In his foreword, Jerry Seinfeld describes an almost obsessive approach to comedy where words like “kill” and “die” are used literally. And the book itself is unflinching in its examination of celebrity, with Richards detailing the inferiority and self-doubt he often dealt with despite the success as well as what he learned following an infamous on stage outburst at The Laugh Factory in 2006 which caused him to both retreat from the spotlight and reflect.

I spoke with Michael Richards about the importance of a strong backstory, curating Kramer, navigating Seinfeld and what he’s learned about himself crafting Entrances and Exits over the course of more than three years. Highlights from a pair of phone conversations, edited for length and clarity, follow below.

Jim Ryan: Well, the postlogue says you worked on the book for about three and a half years. Was it born out of the pandemic? Where did the idea sort of start for you?

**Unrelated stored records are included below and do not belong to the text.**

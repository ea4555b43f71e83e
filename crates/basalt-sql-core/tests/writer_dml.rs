//! INSERT / UPDATE / DELETE / MERGE rendering.

mod common;

use basalt_sql_core::ast::{ConstantTableExpr, Expression, JoinClause, RawArg};
use basalt_sql_core::ast::{InsertQuery, UpdateQuery};
use basalt_sql_core::{delete, insert, merge, select, update};
use basalt_sql_core::{QueryBuilderError, SqlValue, SqlWriter, StandardWriter};

use common::{prepare, values};

#[test]
fn test_insert_constant_table() {
    let prepared = prepare(
        insert("t").columns(["a", "b"]).rows(vec![
            vec![Expression::value(1), Expression::value(2)],
            vec![Expression::value(3), Expression::value(4)],
        ]),
    );

    assert_eq!(
        prepared.sql,
        "insert into \"t\"\n(\"a\", \"b\")\nvalues (?, ?)\n,(?, ?)"
    );
    assert_eq!(
        values(&prepared),
        vec![
            SqlValue::Int(1),
            SqlValue::Int(2),
            SqlValue::Int(3),
            SqlValue::Int(4)
        ]
    );
}

#[test]
fn test_insert_without_columns_uses_default_values() {
    let prepared = prepare(insert("t"));
    assert_eq!(prepared.sql, "insert into \"t\"\ndefault values");
}

#[test]
fn test_insert_from_select() {
    let source = select()
        .column(Expression::column("a"))
        .from(Expression::table("s"));
    let prepared = prepare(insert("t").columns(["a"]).values(source));

    assert_eq!(
        prepared.sql,
        "insert into \"t\"\n(\"a\")\nselect \"a\"\nfrom \"s\""
    );
}

#[test]
fn test_insert_returning() {
    let prepared = prepare(
        insert("t")
            .columns(["a"])
            .rows(vec![vec![Expression::value(1)]])
            .returning(Expression::column("id"))
            .returning(Expression::column("a")),
    );

    assert!(prepared.sql.ends_with("returning \"id\", \"a\""));
}

#[test]
fn test_insert_without_table_fails() {
    let err = StandardWriter::default()
        .prepare(InsertQuery::default().into())
        .unwrap_err();
    assert!(matches!(err, QueryBuilderError::MissingTable("insert")));
}

#[test]
fn test_update_with_raw_set_value() {
    let prepared = prepare(
        update("t")
            .set("x", Expression::raw("? + 1", vec![RawArg::from(5)]))
            .where_clause(Expression::column("id").eq(Expression::value(7))),
    );

    assert_eq!(
        prepared.sql,
        "update \"t\"\nset \"x\" = (? + 1)\nwhere \"id\" = ?"
    );
    assert_eq!(values(&prepared), vec![SqlValue::Int(5), SqlValue::Int(7)]);
}

#[test]
fn test_update_set_shapes() {
    let prepared = prepare(
        update("t")
            .set("a", Expression::value(2))
            .set("b", Expression::column("c"))
            .set("d", "frozen"),
    );

    assert_eq!(
        prepared.sql,
        "update \"t\"\nset \"a\" = ?, \"b\" = \"c\", \"d\" = 'frozen'"
    );
    assert_eq!(values(&prepared), vec![SqlValue::Int(2)]);
}

#[test]
fn test_update_literal_is_escaped() {
    let prepared = prepare(update("t").set("a", "it's"));
    assert_eq!(prepared.sql, "update \"t\"\nset \"a\" = 'it''s'");
}

#[test]
fn test_update_without_set_fails() {
    let err = StandardWriter::default()
        .prepare(
            UpdateQuery {
                table: Some(basalt_sql_core::ast::Name::new("t")),
                ..UpdateQuery::default()
            }
            .into(),
        )
        .unwrap_err();
    assert!(matches!(err, QueryBuilderError::EmptySet));
}

#[test]
fn test_update_first_join_is_promoted() {
    let prepared = prepare(
        update("t")
            .set("a", Expression::value(1))
            .join(JoinClause::inner(
                Expression::table("u"),
                Expression::qualified_column("t", "id")
                    .eq(Expression::qualified_column("u", "t_id")),
            ))
            .where_clause(Expression::column("a").gt(Expression::value(0))),
    );

    assert_eq!(
        prepared.sql,
        "update \"t\"\nset \"a\" = ?\nfrom \"u\"\nwhere \"a\" > ? and \"t\".\"id\" = \"u\".\"t_id\""
    );
    assert_eq!(values(&prepared), vec![SqlValue::Int(1), SqlValue::Int(0)]);
}

#[test]
fn test_update_promotion_rejects_outer_joins() {
    let err = StandardWriter::default()
        .prepare(
            update("t")
                .set("a", Expression::value(1))
                .join(JoinClause::left(
                    Expression::table("u"),
                    Expression::column("x").eq(Expression::column("y")),
                ))
                .into(),
        )
        .unwrap_err();
    assert!(matches!(
        err,
        QueryBuilderError::IllegalJoinPromotion {
            statement: "update",
            ..
        }
    ));
}

#[test]
fn test_delete_first_join_is_promoted_into_using() {
    let prepared = prepare(
        delete("t").join(JoinClause::inner(
            Expression::table("u"),
            Expression::column("t.id").eq(Expression::column("u.t_id")),
        )),
    );

    assert_eq!(
        prepared.sql,
        "delete from \"t\"\nusing \"u\"\nwhere \"t.id\" = \"u.t_id\""
    );
    assert!(prepared.arguments.is_empty());
}

#[test]
fn test_delete_remaining_joins_stay_joins() {
    let prepared = prepare(
        delete("t")
            .join(JoinClause::inner(
                Expression::table("u"),
                Expression::qualified_column("t", "id")
                    .eq(Expression::qualified_column("u", "t_id")),
            ))
            .join(JoinClause::left(
                Expression::table("v"),
                Expression::qualified_column("u", "id")
                    .eq(Expression::qualified_column("v", "u_id")),
            )),
    );

    assert_eq!(
        prepared.sql,
        "delete from \"t\"\nusing \"u\"\nleft outer join \"v\" on \"u\".\"id\" = \"v\".\"u_id\"\nwhere \"t\".\"id\" = \"u\".\"t_id\""
    );
}

#[test]
fn test_delete_returning() {
    let prepared = prepare(
        delete("t")
            .where_clause(Expression::column("id").eq(Expression::value(1)))
            .returning(Expression::column("id")),
    );
    assert_eq!(
        prepared.sql,
        "delete from \"t\"\nwhere \"id\" = ?\nreturning \"id\""
    );
}

#[test]
fn test_merge_update_policy() {
    let table = ConstantTableExpr::new(vec![vec![
        Expression::value(1),
        Expression::value("bob"),
    ]])
    .columns(["id", "name"]);

    let prepared = prepare(
        merge("users")
            .using(Expression::ConstantTable(table))
            .on_columns(["id"])
            .do_update(),
    );

    assert_eq!(
        prepared.sql,
        "merge into \"users\"\nusing (values (?, ?)) as \"excluded\" (\"id\", \"name\")\non \"users\".\"id\" = \"excluded\".\"id\"\nwhen matched then\nupdate set \"name\" = \"excluded\".\"name\"\nwhen not matched then\ninsert (\"id\", \"name\") values (\"excluded\".\"id\", \"excluded\".\"name\")"
    );
    assert_eq!(
        values(&prepared),
        vec![SqlValue::Int(1), SqlValue::Text(String::from("bob"))]
    );
}

#[test]
fn test_merge_ignore_policy_omits_matched_branch() {
    let table = ConstantTableExpr::new(vec![vec![
        Expression::value(1),
        Expression::value("bob"),
    ]])
    .columns(["id", "name"]);

    let prepared = prepare(
        merge("users")
            .using(Expression::ConstantTable(table))
            .on_columns(["id"])
            .do_ignore(),
    );

    assert!(!prepared.sql.contains("when matched"));
    assert!(prepared.sql.contains("when not matched then"));
}

#[test]
fn test_merge_structural_errors() {
    let err = StandardWriter::default()
        .prepare(merge("users").on_columns(["id"]).into())
        .unwrap_err();
    assert!(matches!(err, QueryBuilderError::MissingUsing));

    let table = ConstantTableExpr::new(vec![vec![Expression::value(1)]]).columns(["id"]);
    let err = StandardWriter::default()
        .prepare(merge("users").using(Expression::ConstantTable(table)).into())
        .unwrap_err();
    assert!(matches!(err, QueryBuilderError::EmptyMergeKeys));
}
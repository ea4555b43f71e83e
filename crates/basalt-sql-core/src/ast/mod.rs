//! The SQL expression tree.
//!
//! Everything the writer can render is a variant of [`Expression`];
//! whole statements (SELECT, INSERT, ...) are themselves expression
//! variants so they can appear as subqueries, CTE bodies or join tables.

pub mod expression;
pub mod statement;

pub use expression::{
    AggregateExpr, AliasedExpr, ArrayExpr, BetweenExpr, BoolOperator, CaseWhenExpr, CastExpr,
    ComparisonExpr, ConstantTableExpr, CustomExpr, Expression, FunctionCallExpr, IfThenExpr,
    LikePatternExpr, Name, OverClause, RandomIntExpr, RawArg, RawExpr, RowExpr, SimilarToExpr,
    ValueExpr, WhereExpr, WindowExpr,
};
pub use statement::{
    DeleteQuery, InsertQuery, JoinClause, JoinMode, MergeConflict, MergeQuery, NullOrder, Order,
    OrderByClause, QueryOptions, SelectColumn, SelectQuery, SetValue, UnionClause, UpdateQuery,
    WithClause,
};
//! Expression AST types.

use std::fmt;
use std::sync::Arc;

use crate::ast::statement::{
    DeleteQuery, InsertQuery, MergeQuery, OrderByClause, SelectQuery, UpdateQuery,
};
use crate::error::Result;
use crate::value::{SqlValue, ToSqlValue};
use crate::writer::WriterContext;

/// An identifier payload shared by identifiers, columns and tables.
///
/// For columns the namespace is the table qualifier; for tables it is
/// the schema. Names are quoted as-is, dots included, so `t.id` as a
/// column name renders as one quoted identifier.
#[derive(Debug, Clone, PartialEq)]
pub struct Name {
    /// The identifier itself.
    pub name: String,
    /// Optional qualifier rendered in front of the name.
    pub namespace: Option<String>,
}

impl Name {
    /// Creates an unqualified name.
    #[must_use]
    pub fn new(name: impl Into<String>) -> Self {
        Self {
            name: name.into(),
            namespace: None,
        }
    }

    /// Creates a qualified name.
    #[must_use]
    pub fn namespaced(namespace: impl Into<String>, name: impl Into<String>) -> Self {
        Self {
            name: name.into(),
            namespace: Some(namespace.into()),
        }
    }
}

/// A value bound as a placeholder argument, with an optional type tag
/// driving later conversion.
#[derive(Debug, Clone, PartialEq)]
pub struct ValueExpr {
    /// The native payload.
    pub value: SqlValue,
    /// Optional declared SQL type.
    pub ty: Option<String>,
}

/// A positional argument supplied with a raw template.
#[derive(Debug, Clone, PartialEq)]
pub enum RawArg {
    /// A native value, resolved through the converter.
    Value(SqlValue),
    /// An expression, spliced in as-is.
    Expr(Expression),
}
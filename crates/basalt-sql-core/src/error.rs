//! Error types for query building.

use thiserror::Error;

use crate::convert::ValueConversionError;

/// Errors raised while rendering a query.
///
/// Rendering is synchronous and performs no I/O, so every variant is a
/// structural or conversion failure; nothing here is transient.
#[derive(Debug, Error)]
pub enum QueryBuilderError {
    /// The statement is missing its target table.
    #[error("{0} requires a table")]
    MissingTable(&'static str),

    /// INSERT with explicit columns but no source of values.
    #[error("insert requires a source of values")]
    MissingValues,

    /// UPDATE with an empty SET list.
    #[error("update requires at least one SET assignment")]
    EmptySet,

    /// MERGE without a USING source.
    #[error("merge requires a USING source")]
    MissingUsing,

    /// MERGE without key columns to match on.
    #[error("merge requires at least one key column")]
    EmptyMergeKeys,

    /// A function call or aggregate with an empty name.
    #[error("function call requires a name")]
    MissingFunctionName,

    /// Only INNER and NATURAL joins can be promoted into the leading
    /// table of an UPDATE or DELETE.
    #[error("cannot promote a {mode} join into the leading table of a {statement}")]
    IllegalJoinPromotion {
        /// The offending join mode, as rendered.
        mode: &'static str,
        /// The statement kind the promotion was attempted for.
        statement: &'static str,
    },

    /// The writer has no rendering for this expression.
    #[error("unsupported expression: {0}")]
    UnsupportedExpression(String),

    /// Unknown platform tag.
    #[error("unknown platform: {0}")]
    UnknownPlatform(String),

    /// Value conversion failed.
    #[error(transparent)]
    Conversion(#[from] ValueConversionError),
}

/// Result type alias for query building.
pub type Result<T> = std::result::Result<T, QueryBuilderError>;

Michael Richards: No. I had it in mind. And then a few people around me encouraged me to get it on. I had about 40 years of journals. I’m very big on that sort of thing. I was looking through it all and said, “Gee, I think I can get to a book here.”

When I started out, I thought it was just going to be a book about Seinfeld - but I started getting at the backstory. And started to see how in doing Seinfeld - well, becoming an actor - it goes back a ways that I had this sort of thing in me. And it took a drama class in junior high and what not to bring it out. I discovered what I was.

But it was with me even when I was a little boy. I think the way I would amuse my friends, and think up things that we could all do on our bikes or riding somewhere, I always had a sense for adventure and play - the idea of play. And I think acting really comes out of play. Because you play act a lot. Like when we were kids just on the street playing army or something, you know? Or sports, pretending who we may be while we’re playing baseball or football in a field somewhere. It’s acting.

Ryan: In the book, you tell the story about riding your bike and crawling under a fence as a child to explore the MGM studio lot. Television also looms large. You had a lot going on in your childhood. Were those forms of escape for you at an early age? How did that help you sort of build the idea of fantasy?

Richards: The idea of being on that back lot - behind things - that did fascinate me. And then when I saw Laurel and Hardy. They had shot so much of that in Culver City - and then Silver Lake too.

I had a babysitter. Because my mother worked full time and my grandmother was starting to take an exodus. The babysitter took me on a bus over to Silver Lake. And I recognized that area from Laurel and Hardy. From a young age, I just saw that kind of interconnection. I really felt that I was with Laurel and Hardy and that I was going to see them any day now - because they lived right there with me in Culver City.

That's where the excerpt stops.